The placenta is the main interface between the fetus and mother. Placental insufficiency results in a failure of the placenta to deliver an adequate supply of substrates to the fetus and IUGR develops. A range of human and animal studies in IUGR pregnancies have suggested that placental restriction and insufficiency may result in a series of placental changes such as altered placental growth and placental substrate transport capacity, increased apoptosis and autophagy and increased glucocorticoid action (Figure 1).

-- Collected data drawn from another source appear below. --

//! The typed channel store backing a workflow run.
//!
//! [`WorkflowState`] owns one field per [`ChannelId`](crate::types::ChannelId)
//! plus the immutable [`RunInput`]. Steps never touch it directly: they read
//! an immutable [`StateSnapshot`] and return a
//! [`StepPartial`](crate::step::StepPartial), which the
//! [`ReducerRegistry`](crate::reducers::ReducerRegistry) merges in. Each
//! channel carries a version counter bumped only when a merge actually
//! changes it, which keeps the run logs honest about what moved.

use rustc_hash::FxHashMap;
use serde::{Deserialize, Serialize};

use crate::channels::RunError;
use crate::model::{
    AgentName, AgentOutput, ChangeMetadata, DocFile, DocumentationStatus, FileChange, Finding,
    SourceFile,
};
use crate::types::ChannelId;

/// Immutable per-run input, fixed before the first step executes.
#[derive(Clone, Debug, PartialEq, Eq, Serialize, Deserialize)]
pub struct RunInput {
    /// Raw change reference as supplied by the caller; parsed by the fetch
    /// step.
    pub change_ref: String,
    /// When set, the publish step renders everything but posts nothing.
    pub skip_side_effects: bool,
    /// Gates the diagram-architect sub-task.
    pub enable_diagrams: bool,
}

impl RunInput {
    #[must_use]
    pub fn new(change_ref: impl Into<String>) -> Self {
        RunInput {
            change_ref: change_ref.into(),
            skip_side_effects: false,
            enable_diagrams: true,
        }
    }

    #[must_use]
    pub fn skip_side_effects(mut self, skip: bool) -> Self {
        self.skip_side_effects = skip;
        self
    }

    #[must_use]
    pub fn enable_diagrams(mut self, enable: bool) -> Self {
        self.enable_diagrams = enable;
        self
    }
}

/// The full channel store for one run.
#[derive(Clone, Debug, Serialize, Deserialize)]
pub struct WorkflowState {
    pub input: RunInput,

    pub change_metadata: Option<ChangeMetadata>,
    pub change_list: Vec<FileChange>,

    pub documentation_files: Vec<DocFile>,
    pub documentation_status: Option<DocumentationStatus>,
    pub source_files: Vec<SourceFile>,
    pub repo_structure: Option<String>,

    pub findings: Vec<Finding>,
    pub agents_needed: Vec<AgentName>,
    pub agent_outputs: Vec<AgentOutput>,

    pub validation_passed: bool,
    pub validation_feedback: Option<String>,
    pub retry_count: u32,

    pub report: Option<String>,
    pub published_location: Option<String>,

    pub errors: Vec<RunError>,

    #[serde(skip)]
    versions: FxHashMap<ChannelId, u32>,
}

impl WorkflowState {
    /// Fresh state with every channel at its empty value.
    #[must_use]
    pub fn new(input: RunInput) -> Self {
        WorkflowState {
            input,
            change_metadata: None,
            change_list: Vec::new(),
            documentation_files: Vec::new(),
            documentation_status: None,
            source_files: Vec::new(),
            repo_structure: None,
            findings: Vec::new(),
            agents_needed: Vec::new(),
            agent_outputs: Vec::new(),
            validation_passed: false,
            validation_feedback: None,
            retry_count: 0,
            report: None,
            published_location: None,
            errors: Vec::new(),
            versions: FxHashMap::default(),
        }
    }

    /// Version of a channel; 0 until its first effective write.
    #[must_use]
    pub fn version_of(&self, channel: ChannelId) -> u32 {
        self.versions.get(&channel).copied().unwrap_or(0)
    }

    pub(crate) fn bump_version(&mut self, channel: ChannelId) {
        *self.versions.entry(channel).or_insert(0) += 1;
    }

    /// Immutable view handed to steps and routers.
    #[must_use]
    pub fn snapshot(&self) -> StateSnapshot {
        StateSnapshot {
            input: self.input.clone(),
            change_metadata: self.change_metadata.clone(),
            change_list: self.change_list.clone(),
            documentation_files: self.documentation_files.clone(),
            documentation_status: self.documentation_status,
            source_files: self.source_files.clone(),
            repo_structure: self.repo_structure.clone(),
            findings: self.findings.clone(),
            agents_needed: self.agents_needed.clone(),
            agent_outputs: self.agent_outputs.clone(),
            validation_passed: self.validation_passed,
            validation_feedback: self.validation_feedback.clone(),
            retry_count: self.retry_count,
            report: self.report.clone(),
            published_location: self.published_location.clone(),
            errors: self.errors.clone(),
        }
    }
}

/// Point-in-time copy of the channel store.
///
/// Routers and steps only ever see one of these; state mutation is the
/// reducer registry's job.
#[derive(Clone, Debug, Serialize, Deserialize)]
pub struct StateSnapshot {
    pub input: RunInput,
    pub change_metadata: Option<ChangeMetadata>,
    pub change_list: Vec<FileChange>,
    pub documentation_files: Vec<DocFile>,
    pub documentation_status: Option<DocumentationStatus>,
    pub source_files: Vec<SourceFile>,
    pub repo_structure: Option<String>,
    pub findings: Vec<Finding>,
    pub agents_needed: Vec<AgentName>,
    pub agent_outputs: Vec<AgentOutput>,
    pub validation_passed: bool,
    pub validation_feedback: Option<String>,
    pub retry_count: u32,
    pub report: Option<String>,
    pub published_location: Option<String>,
    pub errors: Vec<RunError>,
}

impl StateSnapshot {
    /// Whether the named agent has already produced output this run.
    #[must_use]
    pub fn agent_has_run(&self, agent: AgentName) -> bool {
        self.agent_outputs.iter().any(|o| o.agent == agent)
    }
}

Such placental morphological and functional changes may consequently lead to decreased fetal growth and IUGR, which is modified by compensatory changes in placental efficiency. We have also noted that there are different patterns of placental changes associated with the human IUGR pregnancy and animal models of placental insufficiency induced IUGR. These differences may be dependent on the nature of the causes of IUGR, the time, duration and severity of insult exposure, species and in vivo or in vitro studies. While no model system completely encapsulates complete human IUGR, these model systems do allow us to carefully dissect aspects of the issue so as to further expand our understanding of the cellular and molecular mechanisms involved, and promote the development of therapeutic interventions.

Figure 1

Summary of the placental adaptations that occur in the placental insufficiency-induced IUGR fetus and contribute to decreased fetal growth.